Results: Confirmatory factor analysis showed that the four-factor Mini-BESTest model (comparative fit index = 0.952; Tucker-Lewis index = 0.937; root-mean square error of approximation = 0.060; standardized root-mean-square residual = 0.062) has a better structure than other models. The principal component analysis of standardized residuals showed that the variance attributable to Rasch factor was good, with eigenvalues < 2, confirming the factor’s unidimensionality.
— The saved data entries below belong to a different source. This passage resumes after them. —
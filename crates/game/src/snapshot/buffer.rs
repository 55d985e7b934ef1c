use std::collections::VecDeque;
use std::f32::consts::{PI, TAU};

use crate::simulation::EntityState;

pub const DEFAULT_BUFFER_DEPTH: usize = 32;

/// Tick-ordered history of one remote entity, oldest first. Append-only ring:
/// the oldest entry is evicted once `capacity` is reached. A capacity below
/// two never interpolates, so the caller keeps its last-known state.
#[derive(Debug, Clone)]
pub struct InterpolationBuffer {
    entries: VecDeque<(u32, EntityState)>,
    capacity: usize,
}

impl Default for InterpolationBuffer {
    fn default() -> Self {
        Self::new(DEFAULT_BUFFER_DEPTH)
    }
}

impl InterpolationBuffer {
    pub fn new(capacity: usize) -> Self {
        Self {
            entries: VecDeque::with_capacity(capacity),
            capacity,
        }
    }

    /// Appends a state. A tick at or below the newest buffered tick is a
    /// reordered or duplicated delivery and is rejected.
    pub fn push(&mut self, tick: u32, state: EntityState) -> bool {
        if self.latest_tick().is_some_and(|latest| tick <= latest) {
            return false;
        }
        if self.capacity == 0 {
            return false;
        }
        if self.entries.len() >= self.capacity {
            self.entries.pop_front();
        }
        self.entries.push_back((tick, state));
        true
    }

    pub fn latest_tick(&self) -> Option<u32> {
        self.entries.back().map(|&(tick, _)| tick)
    }

    pub fn latest(&self) -> Option<&EntityState> {
        self.entries.back().map(|(_, state)| state)
    }

    pub fn oldest_tick(&self) -> Option<u32> {
        self.entries.front().map(|&(tick, _)| tick)
    }

    pub fn iter(&self) -> impl Iterator<Item = &(u32, EntityState)> {
        self.entries.iter()
    }

    pub fn len(&self) -> usize {
        self.entries.len()
    }

    pub fn is_empty(&self) -> bool {
        self.entries.is_empty()
    }

    pub fn capacity(&self) -> usize {
        self.capacity
    }

    pub fn clear(&mut self) {
        self.entries.clear();
    }

    /// State at `render_tick`, interpolated between the bracketing entries.
    /// Ticks before the oldest entry clamp to it, ticks past the newest clamp
    /// to the newest. `None` until two entries exist.
    pub fn interpolate(&self, render_tick: u32) -> Option<EntityState> {
        if self.entries.len() < 2 {
            return None;
        }

        let &(first_tick, first) = self.entries.front()?;
        if render_tick <= first_tick {
            return Some(first);
        }

        for (&(from_tick, from), &(to_tick, to)) in
            self.entries.iter().zip(self.entries.iter().skip(1))
        {
            if render_tick >= from_tick && render_tick < to_tick {
                let t = (render_tick - from_tick) as f32 / (to_tick - from_tick) as f32;
                return Some(lerp_state(&from, &to, t.clamp(0.0, 1.0)));
            }
        }

        self.latest().copied()
    }
}

pub fn lerp_state(from: &EntityState, to: &EntityState, t: f32) -> EntityState {
    EntityState {
        position: from.position.lerp(to.position, t),
        velocity: from.velocity.lerp(to.velocity, t),
        orientation: lerp_angle(from.orientation, to.orientation, t),
    }
}

/// Interpolates along the shorter arc, so 170° to -170° passes through 180°.
pub fn lerp_angle(from: f32, to: f32, t: f32) -> f32 {
    let delta = wrap_angle(to - from);
    wrap_angle(from + delta * t)
}

/// Wraps into [-π, π].
pub fn wrap_angle(angle: f32) -> f32 {
    let wrapped = (angle + PI).rem_euclid(TAU) - PI;
    if wrapped < -PI { wrapped + TAU } else { wrapped }
}

#[cfg(test)]
mod tests {
    use super::*;
    use glam::Vec2;

    fn at(x: f32, y: f32) -> EntityState {
        EntityState::at(Vec2::new(x, y))
    }

    #[test]
    fn midpoint_between_bracketing_ticks() {
        let mut buffer = InterpolationBuffer::new(8);
        buffer.push(10, at(0.0, 0.0));
        buffer.push(12, at(10.0, 20.0));

        let mid = buffer.interpolate(11).unwrap();
        assert_eq!(mid.position, Vec2::new(5.0, 10.0));
    }

    #[test]
    fn clamps_outside_the_buffered_range() {
        let mut buffer = InterpolationBuffer::new(8);
        buffer.push(10, at(0.0, 0.0));
        buffer.push(12, at(10.0, 20.0));

        assert_eq!(buffer.interpolate(10).unwrap().position, Vec2::new(0.0, 0.0));
        assert_eq!(buffer.interpolate(3).unwrap().position, Vec2::new(0.0, 0.0));
        assert_eq!(buffer.interpolate(12).unwrap().position, Vec2::new(10.0, 20.0));
        assert_eq!(buffer.interpolate(40).unwrap().position, Vec2::new(10.0, 20.0));
    }

    #[test]
    fn single_entry_cannot_interpolate() {
        let mut buffer = InterpolationBuffer::new(8);
        buffer.push(5, at(1.0, 1.0));
        assert!(buffer.interpolate(5).is_none());
    }

    #[test]
    fn reordered_ticks_are_rejected() {
        let mut buffer = InterpolationBuffer::new(8);
        assert!(buffer.push(10, at(0.0, 0.0)));
        assert!(!buffer.push(10, at(1.0, 0.0)));
        assert!(!buffer.push(9, at(1.0, 0.0)));
        assert_eq!(buffer.len(), 1);
    }

    #[test]
    fn capacity_evicts_oldest() {
        let mut buffer = InterpolationBuffer::new(4);
        for tick in 1..=10 {
            buffer.push(tick, at(tick as f32, 0.0));
        }

        assert_eq!(buffer.len(), 4);
        assert_eq!(buffer.oldest_tick(), Some(7));
        assert_eq!(buffer.latest_tick(), Some(10));
    }

    #[test]
    fn capacity_of_one_holds_only_the_newest() {
        let mut buffer = InterpolationBuffer::new(1);
        for tick in 1..=5 {
            assert!(buffer.push(tick, at(tick as f32, 0.0)));
            assert!(buffer.len() <= 1);
        }

        assert_eq!(buffer.capacity(), 1);
        assert_eq!(buffer.latest_tick(), Some(5));
        assert!(buffer.interpolate(4).is_none());
    }

    #[test]
    fn zero_capacity_stores_nothing() {
        let mut buffer = InterpolationBuffer::new(0);
        assert!(!buffer.push(1, at(1.0, 0.0)));
        assert!(buffer.is_empty());
    }

    #[test]
    fn picks_the_right_segment() {
        let mut buffer = InterpolationBuffer::new(8);
        buffer.push(1, at(0.0, 0.0));
        buffer.push(2, at(1.0, 0.0));
        buffer.push(4, at(5.0, 0.0));

        assert_eq!(buffer.interpolate(2).unwrap().position.x, 1.0);
        assert_eq!(buffer.interpolate(3).unwrap().position.x, 3.0);
    }

    #[test]
    fn orientation_takes_the_short_way_around() {
        let from = 170.0_f32.to_radians();
        let to = (-170.0_f32).to_radians();

        let mid = lerp_angle(from, to, 0.5);

        assert!((mid.abs() - PI).abs() < 1.0e-5);
    }

    #[test]
    fn wrap_angle_stays_in_range() {
        for raw in [-10.0_f32, -PI, 0.0, PI, 4.0, 12.0] {
            let wrapped = wrap_angle(raw);
            assert!((-PI..=PI).contains(&wrapped), "{raw} -> {wrapped}");
            assert!((wrapped.cos() - raw.cos()).abs() < 1.0e-4);
            assert!((wrapped.sin() - raw.sin()).abs() < 1.0e-4);
        }
    }
}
Conclusion: The four-factor Mini-BESTest model shows good structural validity in older adults with femoral or vertebral fracture. Evaluating dynamic balance by focusing on 4 components (anticipatory postural adjustments, postural responses, sensory orientation, and stability in gait) may help therapists in making clinical decisions.
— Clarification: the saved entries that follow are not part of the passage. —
use std::io;
use std::net::{SocketAddr, ToSocketAddrs, UdpSocket};

use super::protocol::{MAX_PACKET_SIZE, Packet, PacketHeader, PacketType};
use super::stats::NetworkStats;

/// Non-blocking UDP socket speaking [`Packet`]s.
pub struct NetworkEndpoint {
    socket: UdpSocket,
    local_addr: SocketAddr,
    remote_addr: Option<SocketAddr>,
    send_sequence: u32,
    stats: NetworkStats,
    recv_buffer: [u8; MAX_PACKET_SIZE],
}

impl NetworkEndpoint {
    pub fn bind<A: ToSocketAddrs>(addr: A) -> io::Result<Self> {
        let socket = UdpSocket::bind(addr)?;
        socket.set_nonblocking(true)?;

        let local_addr = socket.local_addr()?;

        Ok(Self {
            socket,
            local_addr,
            remote_addr: None,
            send_sequence: 0,
            stats: NetworkStats::default(),
            recv_buffer: [0u8; MAX_PACKET_SIZE],
        })
    }

    pub fn local_addr(&self) -> SocketAddr {
        self.local_addr
    }

    pub fn remote_addr(&self) -> Option<SocketAddr> {
        self.remote_addr
    }

    pub fn set_remote(&mut self, addr: SocketAddr) {
        self.remote_addr = Some(addr);
    }

    pub fn stats(&self) -> &NetworkStats {
        &self.stats
    }

    pub fn stats_mut(&mut self) -> &mut NetworkStats {
        &mut self.stats
    }

    /// Wraps `payload` in a header carrying the next outgoing sequence.
    pub fn create_packet(&mut self, payload: PacketType) -> Packet {
        let header = PacketHeader::new(self.send_sequence);
        self.send_sequence = self.send_sequence.wrapping_add(1);
        Packet::new(header, payload)
    }

    pub fn send_to(&mut self, packet: &Packet, addr: SocketAddr) -> io::Result<usize> {
        let data = packet
            .serialize()
            .map_err(|e| io::Error::new(io::ErrorKind::InvalidData, e.to_string()))?;

        let bytes = self.socket.send_to(&data, addr)?;

        self.stats.packets_sent += 1;
        self.stats.bytes_sent += bytes as u64;

        Ok(bytes)
    }

    pub fn send(&mut self, packet: &Packet) -> io::Result<usize> {
        let addr = self
            .remote_addr
            .ok_or_else(|| io::Error::new(io::ErrorKind::NotConnected, "No remote address set"))?;
        self.send_to(packet, addr)
    }

    pub fn send_payload_to(&mut self, payload: PacketType, addr: SocketAddr) -> io::Result<usize> {
        let packet = self.create_packet(payload);
        self.send_to(&packet, addr)
    }

    /// Drains everything currently queued on the socket. Malformed datagrams
    /// and foreign protocols are counted and skipped.
    pub fn receive(&mut self) -> io::Result<Vec<(Packet, SocketAddr)>> {
        let mut packets = Vec::new();

        loop {
            match self.socket.recv_from(&mut self.recv_buffer) {
                Ok((size, addr)) => match Packet::deserialize(&self.recv_buffer[..size]) {
                    Ok(packet) if packet.header.is_valid() => {
                        self.stats.packets_received += 1;
                        self.stats.bytes_received += size as u64;
                        packets.push((packet, addr));
                    }
                    Ok(_) | Err(_) => {
                        log::debug!("Discarding malformed datagram from {}", addr);
                        self.stats.packets_dropped += 1;
                    }
                },
                Err(ref e) if e.kind() == io::ErrorKind::WouldBlock => break,
                // ICMP port unreachable from an earlier send surfaces here.
                Err(ref e)
                    if matches!(
                        e.kind(),
                        io::ErrorKind::ConnectionReset | io::ErrorKind::ConnectionRefused
                    ) =>
                {
                    continue;
                }
                Err(e) => return Err(e),
            }
        }

        Ok(packets)
    }
}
Key words: validity; femoral fracture; vertebral fracture; -BESTest.
Accepted Jun 8, 2020; Epub ahead of print Jun 16, 2020
J Rehabil Med 2020; 52: jrm00079
Correspondence address: Kazuhiro Miyata, Ami-Machi, Inashiki-gun, Ibaraki, Japan. E-mail: miyatak@ipu.ac.jp
The Balance Evaluation Systems Test (BESTest), a clinical balance measure, categorizes balance into 6 factors. The aim of this study was to determine which short versions of the BESTest, Mini-BESTest, and Brief-BESTest, were most appropriate for assessing balance impairments in older adults with femoral or vertebral fracture. Subjects were older adults (age ≥65 years), who could walk with-out physical assistance. The models’ fitting was evaluated for four BESTest models (BESTest, one-factor Mini-BESTest, four-factor Mini-BESTest, and Brief-BESTest). The four-factor Mini-BESTest model was the only model that had a good fit and reflected the balance ability in older adults with femoral or vertebral fracture. We suggest that the using the four-factor Mini-BESTest model and seeing dynamic balance as composed of four factors may help therapists in making clinical decisions.
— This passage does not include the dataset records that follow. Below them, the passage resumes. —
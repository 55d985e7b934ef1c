use glam::Vec2;
use serde::{Deserialize, Serialize};

use crate::net::{NetEntityState, ReplicatedState};
use crate::simulation::{Buttons, EntityState, InputCommand};

pub const PLAYER_MAX_HEALTH: u16 = 100;

/// Who is applying an incoming state blob.
#[derive(Debug, Clone, Copy, PartialEq, Eq)]
pub enum Authority {
    /// The receiver does not own the entity and takes every field.
    Remote,
    /// The receiver predicts this entity locally and keeps the fields it
    /// predicts.
    Predicted,
}

/// Extended per-entity state that rides along with the kinematic state.
pub trait Replicable {
    fn replicated_state(&self) -> ReplicatedState;

    /// Returns `false` if the blob belongs to a different kind of entity.
    fn apply_replicated_state(&mut self, state: &ReplicatedState, authority: Authority) -> bool;
}

#[derive(Debug, Clone, Copy, PartialEq, Serialize, Deserialize)]
pub struct PlayerData {
    pub health: u16,
    /// Buttons held in the last consumed input.
    pub buttons: Buttons,
}

impl Default for PlayerData {
    fn default() -> Self {
        Self {
            health: PLAYER_MAX_HEALTH,
            buttons: Buttons::empty(),
        }
    }
}

impl Replicable for PlayerData {
    fn replicated_state(&self) -> ReplicatedState {
        ReplicatedState::Player {
            health: self.health,
            buttons: self.buttons.bits(),
        }
    }

    fn apply_replicated_state(&mut self, state: &ReplicatedState, authority: Authority) -> bool {
        let ReplicatedState::Player { health, buttons } = *state else {
            return false;
        };
        self.health = health;
        // The owner already knows what it pressed.
        if authority == Authority::Remote {
            self.buttons = Buttons::from_bits_truncate(buttons);
        }
        true
    }
}

/// A server-driven entity that wanders in circles.
#[derive(Debug, Clone, Copy, PartialEq, Serialize, Deserialize)]
pub struct DroneData {
    /// Radians per second.
    pub turn_rate: f32,
}

impl DroneData {
    /// Half-speed forward along the current facing, aim rotated by the turn
    /// rate. Derived only from the state, so replays reproduce it exactly.
    pub fn steer(&self, state: &EntityState, dt: f32) -> InputCommand {
        let heading = Vec2::from_angle(state.orientation);
        let aim = Vec2::from_angle(state.orientation + self.turn_rate * dt);
        InputCommand {
            seq: 0,
            movement: heading * 0.5,
            aim,
            buttons: Buttons::empty(),
        }
    }
}

impl Replicable for DroneData {
    fn replicated_state(&self) -> ReplicatedState {
        ReplicatedState::Drone {
            turn_rate: self.turn_rate,
        }
    }

    fn apply_replicated_state(&mut self, state: &ReplicatedState, _authority: Authority) -> bool {
        let ReplicatedState::Drone { turn_rate } = *state else {
            return false;
        };
        self.turn_rate = turn_rate;
        true
    }
}

#[derive(Debug, Clone, Copy, PartialEq, Serialize, Deserialize)]
pub enum EntityKind {
    Player(PlayerData),
    Drone(DroneData),
}

impl EntityKind {
    pub fn from_replicated(state: &ReplicatedState) -> Self {
        match *state {
            ReplicatedState::Player { health, buttons } => Self::Player(PlayerData {
                health,
                buttons: Buttons::from_bits_truncate(buttons),
            }),
            ReplicatedState::Drone { turn_rate } => Self::Drone(DroneData { turn_rate }),
        }
    }
}

impl Replicable for EntityKind {
    fn replicated_state(&self) -> ReplicatedState {
        match self {
            Self::Player(data) => data.replicated_state(),
            Self::Drone(data) => data.replicated_state(),
        }
    }

    fn apply_replicated_state(&mut self, state: &ReplicatedState, authority: Authority) -> bool {
        match self {
            Self::Player(data) => data.apply_replicated_state(state, authority),
            Self::Drone(data) => data.apply_replicated_state(state, authority),
        }
    }
}

#[derive(Debug, Clone, Copy, PartialEq)]
pub struct Entity {
    pub id: u32,
    pub state: EntityState,
    pub kind: EntityKind,
}

impl Entity {
    pub fn new(id: u32, state: EntityState, kind: EntityKind) -> Self {
        Self { id, state, kind }
    }

    pub fn player(id: u32, spawn_position: Vec2) -> Self {
        Self::new(
            id,
            EntityState::at(spawn_position),
            EntityKind::Player(PlayerData::default()),
        )
    }

    pub fn drone(id: u32, spawn_position: Vec2, turn_rate: f32) -> Self {
        Self::new(
            id,
            EntityState::at(spawn_position),
            EntityKind::Drone(DroneData { turn_rate }),
        )
    }

    pub fn to_network_state(&self) -> NetEntityState {
        encode_state(self.id, &self.state, self.kind.replicated_state())
    }

    pub fn from_network_state(state: &NetEntityState) -> Self {
        Self {
            id: state.entity_id,
            state: decode_state(state),
            kind: EntityKind::from_replicated(&state.extended),
        }
    }
}

pub fn encode_state(
    entity_id: u32,
    state: &EntityState,
    extended: ReplicatedState,
) -> NetEntityState {
    NetEntityState {
        entity_id,
        position: state.position.to_array(),
        velocity: state.velocity.to_array(),
        orientation: state.orientation,
        extended,
    }
}

pub fn decode_state(state: &NetEntityState) -> EntityState {
    EntityState {
        position: Vec2::from_array(state.position),
        velocity: Vec2::from_array(state.velocity),
        orientation: state.orientation,
    }
}

#[cfg(test)]
mod tests {
    use super::*;

    #[test]
    fn network_conversion_is_lossless() {
        let mut entity = Entity::player(42, Vec2::new(10.0, -3.0));
        entity.state.velocity = Vec2::new(2.5, -1.0);
        entity.state.orientation = -2.9;

        let reconstructed = Entity::from_network_state(&entity.to_network_state());

        assert_eq!(reconstructed, entity);
    }

    #[test]
    fn owner_keeps_predicted_buttons_but_takes_health() {
        let mut data = PlayerData {
            health: 100,
            buttons: Buttons::FIRE,
        };
        let incoming = ReplicatedState::Player {
            health: 40,
            buttons: Buttons::RELOAD.bits(),
        };

        assert!(data.apply_replicated_state(&incoming, Authority::Predicted));
        assert_eq!(data.health, 40);
        assert_eq!(data.buttons, Buttons::FIRE);

        assert!(data.apply_replicated_state(&incoming, Authority::Remote));
        assert_eq!(data.buttons, Buttons::RELOAD);
    }

    #[test]
    fn mismatched_kind_is_ignored() {
        let mut kind = EntityKind::Drone(DroneData { turn_rate: 1.0 });
        let incoming = ReplicatedState::Player {
            health: 1,
            buttons: 0,
        };

        assert!(!kind.apply_replicated_state(&incoming, Authority::Remote));
        assert_eq!(kind, EntityKind::Drone(DroneData { turn_rate: 1.0 }));
    }

    #[test]
    fn drone_steering_turns_steadily() {
        let drone = DroneData { turn_rate: 1.0 };
        let state = EntityState::default();

        let input = drone.steer(&state, 0.5);

        assert!((input.movement - Vec2::new(0.5, 0.0)).length() < 1.0e-6);
        assert!((input.aim.to_angle() - 0.5).abs() < 1.0e-6);
    }
}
Loss of balance control is a major cause of falls and fractures in older adults. In Japan, the incidence rate of hip fractures is 249 per 100,000 person-years and that of vertebral fractures 352 per 100,000 person-years, and most of these are sustained due to falls (1). Thus, in older adults who return to community living after a fracture, fall prevention is important. Many clinical balance assessment tools are typically used to identify balance limitations and the risk of falls. Some of the balance assessment tools commonly used in older adult rehabilitation are the Berg Balance Scale, Timed “Up & Go” test, and Functional Reach Test. However, no gold standard exists for evaluating balance (2), and there is no consensus regarding which assessment tools to use in clinical practice (3, 4).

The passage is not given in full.